▶ **Work request**:
Every line below that holds the string "collections" should be copied.

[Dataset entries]
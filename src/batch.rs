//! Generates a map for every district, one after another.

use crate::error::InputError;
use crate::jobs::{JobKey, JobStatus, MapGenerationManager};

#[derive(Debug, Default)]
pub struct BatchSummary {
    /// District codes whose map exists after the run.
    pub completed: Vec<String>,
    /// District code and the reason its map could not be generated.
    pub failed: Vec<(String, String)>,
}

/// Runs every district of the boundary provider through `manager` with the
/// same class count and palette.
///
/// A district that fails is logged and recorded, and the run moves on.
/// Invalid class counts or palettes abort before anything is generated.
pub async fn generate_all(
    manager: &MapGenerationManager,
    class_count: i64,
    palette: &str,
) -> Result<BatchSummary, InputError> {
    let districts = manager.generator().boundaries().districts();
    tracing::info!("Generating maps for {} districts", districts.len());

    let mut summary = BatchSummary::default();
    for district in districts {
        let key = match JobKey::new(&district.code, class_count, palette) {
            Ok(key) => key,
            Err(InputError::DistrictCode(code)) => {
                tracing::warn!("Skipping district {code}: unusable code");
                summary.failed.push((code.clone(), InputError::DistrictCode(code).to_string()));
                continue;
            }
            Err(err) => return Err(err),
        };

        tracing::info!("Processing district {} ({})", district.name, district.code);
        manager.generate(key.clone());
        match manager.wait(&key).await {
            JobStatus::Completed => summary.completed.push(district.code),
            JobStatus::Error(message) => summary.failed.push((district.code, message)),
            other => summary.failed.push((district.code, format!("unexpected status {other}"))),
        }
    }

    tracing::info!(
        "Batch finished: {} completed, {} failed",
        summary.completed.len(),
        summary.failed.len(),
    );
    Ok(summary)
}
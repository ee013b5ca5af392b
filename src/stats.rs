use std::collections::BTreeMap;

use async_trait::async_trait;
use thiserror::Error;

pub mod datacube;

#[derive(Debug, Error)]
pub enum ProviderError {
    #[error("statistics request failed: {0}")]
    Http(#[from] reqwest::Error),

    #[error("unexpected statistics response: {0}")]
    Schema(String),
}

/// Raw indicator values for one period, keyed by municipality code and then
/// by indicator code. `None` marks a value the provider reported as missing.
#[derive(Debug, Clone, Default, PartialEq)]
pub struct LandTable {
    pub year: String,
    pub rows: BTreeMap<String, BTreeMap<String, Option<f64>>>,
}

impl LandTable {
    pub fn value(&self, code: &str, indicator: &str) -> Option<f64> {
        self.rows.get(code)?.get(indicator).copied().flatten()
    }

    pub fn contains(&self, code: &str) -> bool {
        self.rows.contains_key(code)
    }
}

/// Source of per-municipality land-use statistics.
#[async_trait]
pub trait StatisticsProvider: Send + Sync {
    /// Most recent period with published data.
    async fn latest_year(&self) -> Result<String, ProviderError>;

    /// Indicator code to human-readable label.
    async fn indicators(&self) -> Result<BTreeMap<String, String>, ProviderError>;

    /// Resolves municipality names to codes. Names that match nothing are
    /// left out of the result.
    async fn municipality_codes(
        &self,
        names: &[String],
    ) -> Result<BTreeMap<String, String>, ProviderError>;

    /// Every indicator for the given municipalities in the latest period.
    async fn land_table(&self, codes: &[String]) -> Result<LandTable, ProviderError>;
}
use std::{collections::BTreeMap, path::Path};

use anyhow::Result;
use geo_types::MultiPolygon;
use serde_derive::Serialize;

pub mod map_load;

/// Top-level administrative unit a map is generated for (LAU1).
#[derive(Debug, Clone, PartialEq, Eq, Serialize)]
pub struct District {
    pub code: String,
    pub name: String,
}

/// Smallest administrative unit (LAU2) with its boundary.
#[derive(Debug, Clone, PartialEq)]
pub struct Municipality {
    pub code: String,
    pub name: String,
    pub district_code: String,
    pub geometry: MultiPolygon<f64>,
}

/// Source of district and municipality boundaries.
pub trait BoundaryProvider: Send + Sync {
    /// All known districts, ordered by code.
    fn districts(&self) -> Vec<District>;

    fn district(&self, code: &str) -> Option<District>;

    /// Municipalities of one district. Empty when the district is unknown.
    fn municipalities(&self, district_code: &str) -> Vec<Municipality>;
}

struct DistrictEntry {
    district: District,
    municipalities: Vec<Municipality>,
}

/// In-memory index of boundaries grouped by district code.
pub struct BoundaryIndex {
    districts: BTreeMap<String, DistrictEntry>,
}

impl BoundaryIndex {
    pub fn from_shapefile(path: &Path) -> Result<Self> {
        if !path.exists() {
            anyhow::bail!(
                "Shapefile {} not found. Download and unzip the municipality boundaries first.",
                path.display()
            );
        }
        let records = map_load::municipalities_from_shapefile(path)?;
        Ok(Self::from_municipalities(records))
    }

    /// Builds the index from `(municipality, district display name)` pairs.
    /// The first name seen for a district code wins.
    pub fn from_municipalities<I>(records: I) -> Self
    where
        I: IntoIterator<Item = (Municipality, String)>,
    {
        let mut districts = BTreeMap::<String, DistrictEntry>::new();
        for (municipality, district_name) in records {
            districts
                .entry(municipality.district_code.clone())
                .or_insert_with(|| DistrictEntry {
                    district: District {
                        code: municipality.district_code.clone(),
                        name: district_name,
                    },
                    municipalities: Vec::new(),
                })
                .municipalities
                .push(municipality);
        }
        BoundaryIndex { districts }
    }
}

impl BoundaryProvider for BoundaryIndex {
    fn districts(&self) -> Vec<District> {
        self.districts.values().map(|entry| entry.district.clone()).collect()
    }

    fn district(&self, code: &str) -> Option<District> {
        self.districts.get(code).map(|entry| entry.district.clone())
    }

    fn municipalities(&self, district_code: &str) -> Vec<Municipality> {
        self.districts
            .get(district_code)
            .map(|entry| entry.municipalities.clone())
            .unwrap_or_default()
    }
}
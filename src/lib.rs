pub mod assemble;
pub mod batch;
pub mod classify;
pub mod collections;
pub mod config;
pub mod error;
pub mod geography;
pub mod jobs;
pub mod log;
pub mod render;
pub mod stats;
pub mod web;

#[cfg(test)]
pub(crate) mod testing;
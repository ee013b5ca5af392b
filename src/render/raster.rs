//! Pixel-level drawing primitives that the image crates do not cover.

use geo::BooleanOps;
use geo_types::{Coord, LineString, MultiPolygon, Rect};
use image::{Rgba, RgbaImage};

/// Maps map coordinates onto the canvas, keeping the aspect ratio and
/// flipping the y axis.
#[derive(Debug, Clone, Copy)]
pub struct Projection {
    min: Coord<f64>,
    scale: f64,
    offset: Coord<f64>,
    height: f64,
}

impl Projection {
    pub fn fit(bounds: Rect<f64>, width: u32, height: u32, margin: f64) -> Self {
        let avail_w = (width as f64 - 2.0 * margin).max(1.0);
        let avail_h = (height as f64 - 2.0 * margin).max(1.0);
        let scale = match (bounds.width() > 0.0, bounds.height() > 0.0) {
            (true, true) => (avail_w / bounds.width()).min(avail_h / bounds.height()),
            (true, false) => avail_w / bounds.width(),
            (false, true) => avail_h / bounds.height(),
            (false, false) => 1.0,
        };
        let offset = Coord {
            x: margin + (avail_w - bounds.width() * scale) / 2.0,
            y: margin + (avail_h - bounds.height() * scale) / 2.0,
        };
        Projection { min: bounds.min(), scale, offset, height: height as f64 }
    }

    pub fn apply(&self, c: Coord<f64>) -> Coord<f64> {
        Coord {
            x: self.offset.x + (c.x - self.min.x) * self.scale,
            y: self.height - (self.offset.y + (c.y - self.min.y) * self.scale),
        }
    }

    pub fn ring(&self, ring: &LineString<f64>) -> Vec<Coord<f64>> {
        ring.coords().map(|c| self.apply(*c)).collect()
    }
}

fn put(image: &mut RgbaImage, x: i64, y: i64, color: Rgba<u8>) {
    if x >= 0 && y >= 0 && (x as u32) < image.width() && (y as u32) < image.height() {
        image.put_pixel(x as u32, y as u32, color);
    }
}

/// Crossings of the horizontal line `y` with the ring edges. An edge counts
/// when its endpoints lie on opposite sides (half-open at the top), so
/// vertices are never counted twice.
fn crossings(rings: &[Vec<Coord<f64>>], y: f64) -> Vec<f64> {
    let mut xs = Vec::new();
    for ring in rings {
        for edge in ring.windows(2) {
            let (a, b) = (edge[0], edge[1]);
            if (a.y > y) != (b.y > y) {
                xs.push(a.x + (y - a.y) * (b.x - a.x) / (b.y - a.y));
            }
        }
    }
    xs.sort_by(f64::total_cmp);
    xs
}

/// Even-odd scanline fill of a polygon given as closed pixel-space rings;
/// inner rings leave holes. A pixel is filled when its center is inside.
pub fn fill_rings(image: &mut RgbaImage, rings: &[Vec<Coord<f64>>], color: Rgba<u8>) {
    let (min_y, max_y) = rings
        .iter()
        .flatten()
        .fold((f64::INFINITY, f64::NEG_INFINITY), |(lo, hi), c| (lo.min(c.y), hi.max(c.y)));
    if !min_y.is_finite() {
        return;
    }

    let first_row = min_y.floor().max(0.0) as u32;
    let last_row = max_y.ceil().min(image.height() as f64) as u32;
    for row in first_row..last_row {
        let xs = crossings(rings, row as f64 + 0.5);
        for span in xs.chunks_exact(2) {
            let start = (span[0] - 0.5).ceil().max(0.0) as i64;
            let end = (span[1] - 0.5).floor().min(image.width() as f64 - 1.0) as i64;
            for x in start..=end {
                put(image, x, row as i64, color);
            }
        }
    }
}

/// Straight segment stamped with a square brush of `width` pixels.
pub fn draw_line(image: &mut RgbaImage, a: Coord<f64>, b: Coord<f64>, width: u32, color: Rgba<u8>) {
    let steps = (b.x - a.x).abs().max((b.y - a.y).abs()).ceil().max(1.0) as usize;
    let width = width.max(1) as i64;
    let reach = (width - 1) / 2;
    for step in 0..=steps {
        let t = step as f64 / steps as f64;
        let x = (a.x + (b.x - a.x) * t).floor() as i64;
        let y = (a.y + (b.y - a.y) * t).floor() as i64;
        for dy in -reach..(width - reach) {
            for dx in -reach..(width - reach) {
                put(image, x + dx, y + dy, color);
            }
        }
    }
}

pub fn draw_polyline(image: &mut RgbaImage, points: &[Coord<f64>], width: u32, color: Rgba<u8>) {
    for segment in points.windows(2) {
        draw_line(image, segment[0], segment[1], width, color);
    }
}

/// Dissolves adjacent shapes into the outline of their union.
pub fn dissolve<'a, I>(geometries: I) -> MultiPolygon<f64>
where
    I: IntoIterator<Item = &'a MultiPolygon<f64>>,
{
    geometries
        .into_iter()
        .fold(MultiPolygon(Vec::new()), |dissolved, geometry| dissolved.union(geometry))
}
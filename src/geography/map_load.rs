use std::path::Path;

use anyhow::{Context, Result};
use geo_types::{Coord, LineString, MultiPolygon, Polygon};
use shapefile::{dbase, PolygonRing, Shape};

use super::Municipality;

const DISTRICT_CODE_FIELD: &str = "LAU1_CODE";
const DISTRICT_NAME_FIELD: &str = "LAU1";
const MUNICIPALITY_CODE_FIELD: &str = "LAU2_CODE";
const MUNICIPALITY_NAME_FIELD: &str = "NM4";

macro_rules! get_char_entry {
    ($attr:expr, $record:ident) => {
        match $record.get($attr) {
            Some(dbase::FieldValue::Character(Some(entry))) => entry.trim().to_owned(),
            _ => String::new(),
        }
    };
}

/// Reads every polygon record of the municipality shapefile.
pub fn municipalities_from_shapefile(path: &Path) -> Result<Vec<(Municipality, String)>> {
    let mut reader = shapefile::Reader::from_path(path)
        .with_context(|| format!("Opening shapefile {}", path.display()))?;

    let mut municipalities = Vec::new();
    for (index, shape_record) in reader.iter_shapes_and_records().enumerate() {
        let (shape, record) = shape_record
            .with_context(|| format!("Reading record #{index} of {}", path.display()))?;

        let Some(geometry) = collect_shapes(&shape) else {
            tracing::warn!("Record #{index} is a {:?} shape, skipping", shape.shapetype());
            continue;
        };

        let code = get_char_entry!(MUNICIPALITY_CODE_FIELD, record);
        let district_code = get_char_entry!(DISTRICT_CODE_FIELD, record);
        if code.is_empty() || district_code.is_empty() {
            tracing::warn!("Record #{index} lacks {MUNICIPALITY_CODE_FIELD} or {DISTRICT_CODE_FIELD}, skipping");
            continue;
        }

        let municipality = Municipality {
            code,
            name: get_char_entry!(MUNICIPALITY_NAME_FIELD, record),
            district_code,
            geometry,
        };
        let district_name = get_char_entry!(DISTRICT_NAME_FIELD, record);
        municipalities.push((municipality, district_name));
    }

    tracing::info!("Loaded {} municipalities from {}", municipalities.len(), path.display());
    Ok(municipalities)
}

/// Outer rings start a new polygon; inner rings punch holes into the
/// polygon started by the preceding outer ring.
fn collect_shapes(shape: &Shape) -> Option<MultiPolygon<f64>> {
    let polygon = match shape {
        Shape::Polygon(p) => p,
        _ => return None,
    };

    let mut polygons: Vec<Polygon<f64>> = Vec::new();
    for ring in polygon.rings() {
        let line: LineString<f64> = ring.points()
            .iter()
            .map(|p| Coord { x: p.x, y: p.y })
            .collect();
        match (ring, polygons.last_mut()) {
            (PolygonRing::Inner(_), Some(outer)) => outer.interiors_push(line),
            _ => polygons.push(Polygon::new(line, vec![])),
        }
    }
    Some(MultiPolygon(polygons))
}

▶ **Result of the task**:
use std::collections::BTreeMap;
use std::{collections::BTreeMap, path::Path};
pub mod collections;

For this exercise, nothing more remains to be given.